The Group’s Islamic Banking business recorded a 6.0% rise in total income to RM1.22 billion for the quarter as financing & advances rose 11.5% to RM178.7 billion compared to RM160.3 billion last year. PBT however declined to RM455.3 million from RM662.3 million owing to higher impairment charges mainly from corporate clients. Within this business, Maybank Islamic saw total gross financing rise to RM167.8 billion from RM150.5 billion on the back of a 21% surge in GB financing and an 8% rise in consumer financing. Total Deposits & Investment Accounts saw a strong 18.7% increase to RM165.1 billion.
Maybank Islamic maintained its position as the largest Islamic bank in Malaysia with a 31% share of Islamic assets in Malaysia. In addition, it strengthened its market share in key segments such as Automobile Financing (45.0% vs 44.7% a year ago) and Term Financing (31.3% vs 29.5%). As at March 2018, the ratio of Maybank Islamic’s financing to Maybank Malaysia’s total financing stood at 57.7%.
Etiqa Insurance & Takaful registered a 29.1% increase in Total Life/Family gross premium and a 14.5% increase in Total General premium, helping it maintain its top position in the General Insurance & Takaful segment with an 11.6% market share and fourth placed in the Life/Family (New Business) segment with a 9.9% market share. Net operating income for the quarter, however, dipped 9.6% to RM312 million while PBT came in at RM120.8 million against RM201.0 million last year owing to the period’s adverse equity investment performance, as compared to a huge gain in Q1 2017.
Maybank Singapore saw its PBT increase by a robust 82.2% to S$163.33 million from S$89.63 million a year earlier as net income rose 17.8% to S$290.82 million on the back of a 31% surge in net fee based income and an 11.5% rise in net fund based income. The rise in fee based income was led by higher treasury income, wealth management and one-off property disposal gain while fund based income benefitted from a rise in net interest margin.
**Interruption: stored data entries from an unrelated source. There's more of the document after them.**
//! Integration tests for quill-tree crate.

use quill_diagnostic::ErrorCode;
use quill_recipe::RecipeManager;
use quill_tree::{Relevant, Tree, TreeError};
use std::rc::Rc;

fn recipes() -> Rc<RecipeManager> {
    Rc::new(RecipeManager::with_defaults())
}

fn parse(source: &str) -> Tree {
    Tree::parse(source, recipes()).unwrap()
}

fn child_syntaxes(tree: &Tree, id: quill_tree::NodeId) -> Vec<String> {
    tree.children(id).iter().map(|&c| tree.syntax(c).to_string()).collect()
}

// ============================================================================
// Resolver Tests
// ============================================================================

#[test]
fn test_plain_text_is_one_string() {
    let tree = parse("hello world");
    assert_eq!(child_syntaxes(&tree, tree.root()), vec!["string"]);
    assert_eq!(tree.text(tree.root()), "hello world");
}

#[test]
fn test_enclosure_relevant_characters() {
    let tree = parse("a(b)c");
    let paren = tree.find("parenthesis").unwrap();
    assert_eq!(tree.node(paren).start, 1);
    assert_eq!(tree.node(paren).length, Some(3));
    assert_eq!(tree.node(paren).relevant, vec![Relevant::Index(1), Relevant::Index(3)]);
    assert_eq!(tree.content(paren), "b");
}

#[test]
fn test_nested_enclosures_of_every_kind() {
    let tree = parse("{[(x)]}");
    let braces = tree.find("braces").unwrap();
    let brackets = tree.find("brackets").unwrap();
    let paren = tree.find("parenthesis").unwrap();
    assert_eq!(tree.parent(brackets), Some(braces));
    assert_eq!(tree.parent(paren), Some(brackets));
    assert!(tree.has_ancestor(paren, |node| node.syntax() == "braces"));
}

#[test]
fn test_text_is_preserved_for_malformed_input() {
    for source in ["(a", "a)", "((a)", "\"open", "[a}", "a,,(b|", ")(", ""] {
        let tree = parse(source);
        assert_eq!(tree.text(tree.root()), source, "{source}");
    }
}

#[test]
fn test_unbalanced_markers_become_warnings() {
    let tree = parse("(a b");
    let diagnostics = tree.diagnostics();
    assert_eq!(diagnostics.len(), 1);
    assert_eq!(diagnostics[0].code, Some(ErrorCode::UnbalancedEnclosure));
    assert!(!diagnostics[0].is_error());

    let tree = parse("a b)");
    let diagnostics = tree.diagnostics();
    assert_eq!(diagnostics[0].code, Some(ErrorCode::StrayCloser));
}

#[test]
fn test_balanced_input_has_no_diagnostics() {
    assert!(parse("f(1, [2], {3}) | \"x\"").diagnostics().is_empty());
}

// ============================================================================
// Aggregator Tests
// ============================================================================

#[test]
fn test_function_keys() {
    let tree = parse("x + max(1, 2)");
    let function = tree.find("function").unwrap();
    assert_eq!(tree.text(tree.key(function, "callee").unwrap()), "max");
    assert_eq!(tree.syntax(tree.key(function, "arguments").unwrap()), "parenthesis");
    assert_eq!(tree.key(function, "body"), None);
}

#[test]
fn test_at_sign_callee() {
    let tree = parse("@max(1)");
    let function = tree.find("function").unwrap();
    assert_eq!(tree.text(tree.key(function, "callee").unwrap()), "@max");
}

#[test]
fn test_number_before_parenthesis_is_not_a_call() {
    let tree = parse("2(3)");
    assert!(tree.find("function").is_none());
}

// ============================================================================
// Identification Tests
// ============================================================================

#[test]
fn test_context_names() {
    let tree = parse("x(a)");
    assert_eq!(tree.context(tree.root()), "root");
    let paren = tree.find("parenthesis").unwrap();
    assert_eq!(tree.context(paren), "ρ2.b");
    assert_eq!(tree.level(paren), 2);
}

#[test]
fn test_preorder_and_postorder() {
    let tree = parse("(a)");
    let pre = tree.preorder(tree.root());
    let post = tree.postorder(tree.root());
    assert_eq!(pre.len(), post.len());
    assert_eq!(pre[0], tree.root());
    assert_eq!(post[post.len() - 1], tree.root());
}

#[test]
fn test_at_index() {
    let tree = parse("ab(cd)");
    let at = tree.at(3).unwrap();
    assert_eq!(tree.text(at), "cd");
    assert_eq!(tree.at(100), None);
}

// ============================================================================
// Serialization Tests
// ============================================================================

#[test]
fn test_serialize_round_trip() {
    let source = "max(1, (2|3)) \"q\"";
    let tree = parse(source);
    let serialized = tree.serialize();
    let json = serde_json::to_string(&serialized).unwrap();
    let back = serde_json::from_str(&json).unwrap();
    let rebuilt = Tree::deserialize(source, recipes(), &back).unwrap();
    assert_eq!(rebuilt.dump(), tree.dump());
}

#[test]
fn test_deserialize_unknown_syntax() {
    let tree = parse("a");
    let mut serialized = tree.serialize();
    serialized.children[0].meta.syntax = "nope".to_string();
    assert!(matches!(
        Tree::deserialize("a", recipes(), &serialized),
        Err(TreeError::UnknownSyntax(_))
    ));
}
Total loans rose 5.5% Y-o-Y to S$41.2 billion.
PT Bank Maybank Indonesia Tbk reported an increase in its operating income after provisions to Rp682.0 billion for the first quarter ended 31 March 2018 compared with Rp633.9 billion in the previous corresponding period, while profit after tax and minority Interest (PATAMI) stood at Rp463.1 billion, slightly lower than the Rp490.1 billion previous quarter ended 31 March 2017.
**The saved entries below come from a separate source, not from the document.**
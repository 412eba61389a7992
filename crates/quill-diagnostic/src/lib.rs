//! Diagnostic and error reporting for Quill.
//! Quill 的诊断和错误报告。
//!
//! This crate renders diagnostics using ariadne.
//! 本 crate 使用 ariadne 库渲染诊断信息。

mod codes;
mod diagnostic;

pub use codes::ErrorCode;
pub use diagnostic::{Diagnostic, DiagnosticKind, Label, Severity};

use ariadne::{ColorGenerator, Config, Label as AriadneLabel, Report, ReportKind, Source};
use std::ops::Range;

/// Render a diagnostic to stderr.
/// 将诊断信息渲染到标准错误输出。
///
/// Spans are character offsets, which is what ariadne expects.
pub fn emit(source: &str, filename: &str, diagnostic: &Diagnostic) {
    let report = build_report(filename, diagnostic, true);
    // A broken stderr is not worth failing the caller over.
    let _ = report.eprint((filename, Source::from(source)));
}

/// Render a diagnostic into a plain string (no colors).
/// 将诊断信息渲染为纯文本字符串。
pub fn render(source: &str, filename: &str, diagnostic: &Diagnostic) -> String {
    let report = build_report(filename, diagnostic, false);
    let mut buffer = Vec::new();
    if report
        .write((filename, Source::from(source)), &mut buffer)
        .is_err()
    {
        return diagnostic.message.clone();
    }
    String::from_utf8_lossy(&buffer).into_owned()
}

fn build_report<'a>(
    filename: &'a str,
    diagnostic: &Diagnostic,
    color: bool,
) -> Report<'a, (&'a str, Range<usize>)> {
    let kind = match diagnostic.severity {
        Severity::Error => ReportKind::Error,
        Severity::Warning => ReportKind::Warning,
        Severity::Note => ReportKind::Advice,
    };

    let mut colors = ColorGenerator::new();
    let mut report = Report::build(kind, filename, diagnostic.span.start.0 as usize)
        .with_config(Config::default().with_color(color))
        .with_message(&diagnostic.message);

    if let Some(code) = &diagnostic.code {
        report = report.with_code(code.as_str());
    }

    for label in &diagnostic.labels {
        let color = colors.next();
        let ariadne_label = AriadneLabel::new((filename, label.span.range()))
            .with_message(&label.message)
            .with_color(color);
        report = report.with_label(ariadne_label);
    }

    for note in &diagnostic.notes {
        report = report.with_note(note);
    }

    if let Some(help) = &diagnostic.help {
        report = report.with_help(help);
    }

    report.finish()
}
Gross operating income rose 3.6% to Rp2.5 trillion for the three months ended 31 March 2018 while operating income after provisions increased by 7.6% and the Bank’s top line grew 3.6% supported by continued improvement in operational efficiency in line with its Strategic Cost Management Program, as well as fee based income expansion, improvement in provisioning levels, growth in Sharia business and improvement in subsidiaries.
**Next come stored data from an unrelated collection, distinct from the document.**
//! Post-parse stages: pattern splitting and aggregation.
//! 解析后的阶段：模式拆分与聚合。

use crate::node::{Node, NodeId, Relevant};
use crate::tree::Tree;
use quill_recipe::{Recipe, RecipeKind, Recognizer, Restriction, Stage, catalog};

/// Split `string` nodes around pattern words. Adds siblings, never height.
#[tracing::instrument(level = "debug", skip_all)]
pub(crate) fn horizontal(tree: &mut Tree) {
    let recipes = tree.recipes_rc();
    for recipe in recipes.by_stage(Stage::Horizontal) {
        for string in tree.find_all(catalog::STRING) {
            split_patterns(tree, string, recipe);
        }
    }
}

fn split_patterns(tree: &mut Tree, string: NodeId, recipe: &Recipe) {
    let Some(parent) = tree.parent(string) else {
        return;
    };
    let allowed = tree
        .recipe(parent)
        .is_none_or(|parent| recipe.validate_restriction(Restriction::Parents, &[parent]));
    if !allowed {
        return;
    }

    let start = tree.node(string).start;
    let chars: Vec<char> = tree.text(string).chars().collect();
    let matches = recipe.find_patterns(&chars);
    if matches.is_empty() {
        return;
    }

    let mut pieces = Vec::new();
    let mut cursor = 0;
    for found in matches {
        if found.start > cursor {
            let piece = Node::new(catalog::STRING, start + cursor, Some(found.start - cursor));
            pieces.push(tree.alloc(piece));
        }
        let at = start + found.start;
        let mut pattern = Node::new(recipe.name.clone(), at, Some(found.len));
        pattern.relevant.push(Relevant::Range(at, at + found.len - 1));
        pattern.data = serde_json::json!({ "pattern": found.key });
        pieces.push(tree.alloc(pattern));
        cursor = found.start + found.len;
    }
    if cursor < chars.len() {
        let piece = Node::new(catalog::STRING, start + cursor, Some(chars.len() - cursor));
        pieces.push(tree.alloc(piece));
    }

    tracing::trace!(pieces = pieces.len(), "split string around patterns");
    let position = position_of(tree, parent, string);
    tree.detach_child(parent, string);
    for (offset, piece) in pieces.into_iter().enumerate() {
        tree.insert_child(parent, position + offset, piece);
    }
}

/// Wrap a recognized word and the enclosure right after it into an
/// aggregate node, e.g. `max` + `(a, b)` into a `function`.
#[tracing::instrument(level = "debug", skip_all)]
pub(crate) fn vertical(tree: &mut Tree) {
    let recipes = tree.recipes_rc();
    for recipe in recipes.by_stage(Stage::Vertical) {
        let RecipeKind::Aggregator {
            target, recognize, ..
        } = &recipe.kind
        else {
            continue;
        };
        for parent in tree.preorder(tree.root()) {
            aggregate_children(tree, parent, recipe, target, *recognize);
        }
    }
}

fn aggregate_children(
    tree: &mut Tree,
    parent: NodeId,
    recipe: &Recipe,
    target: &str,
    recognize: Recognizer,
) {
    let allowed = tree
        .recipe(parent)
        .is_none_or(|parent| recipe.validate_restriction(Restriction::Parents, &[parent]));
    if !allowed {
        return;
    }

    let mut i = 0;
    while i + 1 < tree.children(parent).len() {
        let word_node = tree.children(parent)[i];
        let anchor = tree.children(parent)[i + 1];

        let adjacent = tree.syntax(word_node) == catalog::STRING
            && tree.syntax(anchor) == target
            && tree.node(word_node).end_exclusive() == Some(tree.node(anchor).start);
        if !adjacent {
            i += 1;
            continue;
        }

        let text: Vec<char> = tree.text(word_node).chars().collect();
        let word_start = trailing_word_start(&text);
        let word: String = text[word_start..].iter().collect();
        if !recognize(&word) {
            i += 1;
            continue;
        }

        tracing::trace!(%word, "aggregating {}", recipe.name);
        let callee = if word_start == 0 {
            tree.detach_child(parent, word_node);
            word_node
        } else {
            let word_at = tree.node(word_node).start + word_start;
            tree.node_mut(word_node).length = Some(word_start);
            i += 1;
            tree.alloc(Node::new(catalog::STRING, word_at, Some(text.len() - word_start)))
        };
        tree.detach_child(parent, anchor);

        let start = tree.node(callee).start;
        let end = tree.node(anchor).end_exclusive().unwrap_or(start);
        let aggregate = tree.alloc(Node::new(recipe.name.clone(), start, Some(end - start)));
        tree.set_children(aggregate, vec![callee, anchor]);
        tree.insert_child(parent, i, aggregate);
        i += 1;
    }
}

/// Start of the trailing `@?word` of a run of characters.
fn trailing_word_start(text: &[char]) -> usize {
    let mut i = text.len();
    while i > 0 && (text[i - 1].is_alphanumeric() || text[i - 1] == '_') {
        i -= 1;
    }
    if i > 0 && text[i - 1] == '@' {
        i -= 1;
    }
    i
}

fn position_of(tree: &Tree, parent: NodeId, child: NodeId) -> usize {
    tree.children(parent)
        .iter()
        .position(|&c| c == child)
        .unwrap_or(0)
}

#[cfg(test)]
mod tests {
    use super::*;
    use quill_recipe::{RecipeManager, SyntaxFeature, SyntaxPattern};
    use std::rc::Rc;

    #[test]
    fn test_trailing_word() {
        let chars: Vec<char> = "1 + @max".chars().collect();
        assert_eq!(trailing_word_start(&chars), 4);
        let chars: Vec<char> = "a +".chars().collect();
        assert_eq!(trailing_word_start(&chars), 3);
    }

    #[test]
    fn test_function_splits_callee() {
        let tree = Tree::parse("1 + max(2, 3)", Rc::new(RecipeManager::with_defaults())).unwrap();
        let function = tree.find("function").unwrap();
        let callee = tree.key(function, "callee").unwrap();
        let arguments = tree.key(function, "arguments").unwrap();
        assert_eq!(tree.text(callee), "max");
        assert_eq!(tree.syntax(arguments), "parenthesis");
        assert_eq!(tree.text(function), "max(2, 3)");

        let first = tree.children(tree.root())[0];
        assert_eq!(tree.text(first), "1 + ");
    }

    #[test]
    fn test_spaced_parenthesis_is_not_a_call() {
        let tree = Tree::parse("max (2)", Rc::new(RecipeManager::with_defaults())).unwrap();
        assert!(tree.find("function").is_none());
    }

    #[test]
    fn test_patterns_split_strings() {
        let mut recipes = RecipeManager::with_features(&[SyntaxFeature::Reserved]);
        let keywords = catalog::reserved().with_patterns(vec![
            SyntaxPattern::new("then", &["then"]),
            SyntaxPattern::new("else", &["else"]),
        ]);
        recipes.replace(keywords).unwrap();

        let tree = Tree::parse("a then b else c", Rc::new(recipes)).unwrap();
        let reserved = tree.find_all("reserved");
        assert_eq!(reserved.len(), 2);
        assert_eq!(tree.node(reserved[0]).data["pattern"], "then");
        assert_eq!(tree.text(tree.root()), "a then b else c");
        assert_eq!(tree.children(tree.root()).len(), 5);
    }
}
In the Philippines, Maybank Philippines saw its revenue increase by 2.3% to PESO 1.39 billion Y-o-Y on the back of higher net interest income. Gross loans expanded 13.6% YTD annualised to PESO 74.2 billion driven by growth in term loans while deposits also rose 6.1% YTD annualised to PESO 77.3 billion fuelled mainly by growth in fixed deposits.
PBT, however, declined to PESO 250.8 million from PESO 356.1 million previously, as a result of higher overhead costs due to a higher tax regime in 2018, as well as higher provisioning due to adoption of the FRS9 accounting standards and lower recoveries compared to the same period last year.